[[ RECORD EXCERPTS open ]]
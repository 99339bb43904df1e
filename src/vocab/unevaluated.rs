//! `unevaluatedProperties` and `unevaluatedItems`. They run last, once every
//! other keyword of the schema has had its say about what it evaluated.
use serde_json::Value;

use crate::compile::{Items, KeywordCx, KwError, PathSeg, Props, Sub};
use crate::error::CompileError;
use crate::ir::{BinOp, Builtin, Expr, Name, bin, eq, not};
use crate::types::TypeSet;
use crate::vocab::KeywordDefinition;

pub(crate) fn definitions() -> Vec<KeywordDefinition> {
    let schema = TypeSet::OBJECT | TypeSet::BOOLEAN;
    vec![
        KeywordDefinition::code(&["unevaluatedProperties"], unevaluated_properties).schema_type(schema).post(),
        KeywordDefinition::code(&["unevaluatedItems"], unevaluated_items).schema_type(schema).post(),
    ]
}

/// Open an `if` on the data type unless it is already known.
fn guard_type(cx: &mut KeywordCx<'_, '_>, types: TypeSet) -> bool {
    let known = cx.data_types();
    if !known.is_empty() && known.types().all(|t| types.admits(t)) {
        return false;
    }
    let check = Expr::call(Builtin::TypeIs(types), vec![cx.data()]);
    cx.g.if_(check);
    true
}

fn require_tracking(cx: &KeywordCx<'_, '_>) -> Result<(), CompileError> {
    if cx.tracks_evaluated() {
        Ok(())
    } else {
        Err(cx.invalid_value("used with the unevaluated option enabled"))
    }
}

fn break_unless_valid(cx: &mut KeywordCx<'_, '_>, valid: &Name) -> Result<(), CompileError> {
    if !cx.all_errors() {
        cx.g.if_(not(Expr::from(valid)));
        cx.g.break_();
        cx.g.end_if()?;
    }
    Ok(())
}

fn unevaluated_properties(cx: &mut KeywordCx<'_, '_>) -> Result<(), CompileError> {
    require_tracking(cx)?;
    let schema = cx.schema();
    let props = cx.props().clone();
    if props == Props::All || cx.always_valid(schema) {
        cx.set_props(Props::All);
        return Ok(());
    }
    let errs = cx.errors_mark()?;
    let guarded = guard_type(cx, TypeSet::OBJECT);
    let key = cx.g.for_keys("key", cx.data())?;
    let unevaluated = !props.is_empty();
    if unevaluated {
        cx.g.if_(not(Expr::call(Builtin::IsEvaluated, vec![props.expr(), Expr::from(&key)])));
    }
    if schema == &Value::Bool(false) {
        let err = KwError::new("must NOT have unevaluated properties").param("unevaluatedProperty", Expr::from(&key));
        cx.error(err)?;
        if !cx.all_errors() {
            cx.g.break_();
        }
    } else {
        let valid = cx.g.let_("valid", Some(Expr::TRUE))?;
        cx.subschema(Sub::at(schema, "").prop(PathSeg::DynKey(key.clone())), &valid)?;
        break_unless_valid(cx, &valid)?;
    }
    if unevaluated {
        cx.g.end_if()?;
    }
    cx.g.end_for()?;
    if guarded {
        cx.g.end_if()?;
    }
    cx.set_props(Props::All);
    cx.ok(eq(&errs, crate::compile::context::error_count()));
    Ok(())
}

fn unevaluated_items(cx: &mut KeywordCx<'_, '_>) -> Result<(), CompileError> {
    require_tracking(cx)?;
    let schema = cx.schema();
    let start = match cx.items() {
        Items::All => return Ok(()),
        Items::Count(n) => Expr::num(*n as f64),
        // `true` once everything is evaluated, which no index is below
        Items::Dynamic(var) => Expr::from(var),
    };
    if cx.always_valid(schema) {
        cx.set_items(Items::All);
        return Ok(());
    }
    let errs = cx.errors_mark()?;
    let guarded = guard_type(cx, TypeSet::ARRAY);
    let len = Expr::call(Builtin::Len, vec![cx.data()]);
    if schema == &Value::Bool(false) {
        let err = KwError::new(vec![Expr::str("must NOT have more than "), start.clone(), Expr::str(" items")])
            .param("limit", start.clone());
        cx.g.if_(bin(BinOp::Gt, len, start));
        cx.error(err)?;
        cx.g.end_if()?;
    } else {
        let valid = cx.g.let_("valid", Some(Expr::TRUE))?;
        let i = cx.g.for_range("i", start, len)?;
        cx.subschema(Sub::at(schema, "").prop(PathSeg::DynIndex(i)), &valid)?;
        break_unless_valid(cx, &valid)?;
        cx.g.end_for()?;
    }
    if guarded {
        cx.g.end_if()?;
    }
    cx.set_items(Items::All);
    cx.ok(eq(&errs, crate::compile::context::error_count()));
    Ok(())
}

#[cfg(test)]
mod tests {
    use crate::{Options, SchemaRegistry};
    use serde_json::{Value, json};

    fn draft2020(schema: Value) -> Value {
        let mut schema = schema;
        schema["$schema"] = json!("https://json-schema.org/draft/2020-12/schema");
        schema
    }

    #[test]
    fn static_properties_are_known_at_compile_time() {
        let mut reg = SchemaRegistry::new();
        let v = reg
            .compile(draft2020(json!({
                "properties": {"a": true},
                "allOf": [{"properties": {"b": true}}],
                "unevaluatedProperties": false
            })))
            .unwrap();
        assert!(v.is_valid(&json!({"a": 1, "b": 2})).unwrap());
        let out = v.validate(&json!({"a": 1, "c": 3})).unwrap();
        assert_eq!(out.errors[0].message, "must NOT have unevaluated properties");
        assert_eq!(out.errors[0].params["unevaluatedProperty"], json!("c"));
    }

    #[test]
    fn only_passing_branches_count() {
        let mut reg = SchemaRegistry::new();
        let v = reg
            .compile(draft2020(json!({
                "anyOf": [
                    {"properties": {"a": {"type": "string"}}, "required": ["a"]},
                    {"properties": {"b": {"type": "string"}}, "required": ["b"]}
                ],
                "unevaluatedProperties": false
            })))
            .unwrap();
        assert!(v.is_valid(&json!({"a": "x"})).unwrap());
        assert!(v.is_valid(&json!({"a": "x", "b": "y"})).unwrap());
        assert!(!v.is_valid(&json!({"a": "x", "b": 1})).unwrap());
    }

    #[test]
    fn if_then_else_evaluations() {
        let mut reg = SchemaRegistry::new();
        let v = reg
            .compile(draft2020(json!({
                "if": {"properties": {"kind": {"const": "a"}}, "required": ["kind"]},
                "then": {"properties": {"a": true}},
                "else": {"properties": {"b": true}},
                "unevaluatedProperties": false
            })))
            .unwrap();
        assert!(v.is_valid(&json!({"kind": "a", "a": 1})).unwrap());
        assert!(!v.is_valid(&json!({"kind": "a", "b": 1})).unwrap());
        assert!(v.is_valid(&json!({"b": 1})).unwrap());
    }

    #[test]
    fn pattern_properties_are_tracked_at_runtime() {
        let mut reg = SchemaRegistry::new();
        let v = reg
            .compile(draft2020(json!({
                "properties": {"id": true},
                "patternProperties": {"^x-": true},
                "unevaluatedProperties": {"type": "number"}
            })))
            .unwrap();
        assert!(v.is_valid(&json!({"id": "s", "x-a": "s", "n": 1})).unwrap());
        let out = v.validate(&json!({"id": "s", "n": "1"})).unwrap();
        assert_eq!(out.errors[0].instance_path, "/n");
        assert_eq!(out.errors[0].schema_path, "#/unevaluatedProperties/type");
    }

    #[test]
    fn evaluations_flow_through_refs() {
        let mut reg = SchemaRegistry::new();
        let v = reg
            .compile(draft2020(json!({
                "$defs": {"base": {"properties": {"a": true}}},
                "$ref": "#/$defs/base",
                "properties": {"b": true},
                "unevaluatedProperties": false
            })))
            .unwrap();
        assert!(v.is_valid(&json!({"a": 1, "b": 2})).unwrap());
        assert!(!v.is_valid(&json!({"a": 1, "c": 2})).unwrap());
    }

    #[test]
    fn unevaluated_items_after_prefix() {
        let mut reg = SchemaRegistry::new();
        let v = reg
            .compile(draft2020(json!({"prefixItems": [{"type": "string"}], "unevaluatedItems": false})))
            .unwrap();
        assert!(v.is_valid(&json!(["a"])).unwrap());
        let out = v.validate(&json!(["a", 1])).unwrap();
        assert_eq!(out.errors[0].message, "must NOT have more than 1 items");

        let v = reg.compile(draft2020(json!({"unevaluatedItems": {"type": "number"}}))).unwrap();
        assert!(v.is_valid(&json!([1, 2])).unwrap());
        assert_eq!(v.validate(&json!([1, "b"])).unwrap().errors[0].instance_path, "/1");
    }

    #[test]
    fn tracking_can_be_switched_off() {
        let mut reg = SchemaRegistry::with_options(Options { unevaluated: false, ..Options::default() });
        assert!(reg.compile(json!({"unevaluatedProperties": false})).is_err());
    }
}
[[ RECORD EXCERPTS closed ]]
The number of lines in the data that hold "Result" must be the entire answer.

→ YOUR SOLUTION
4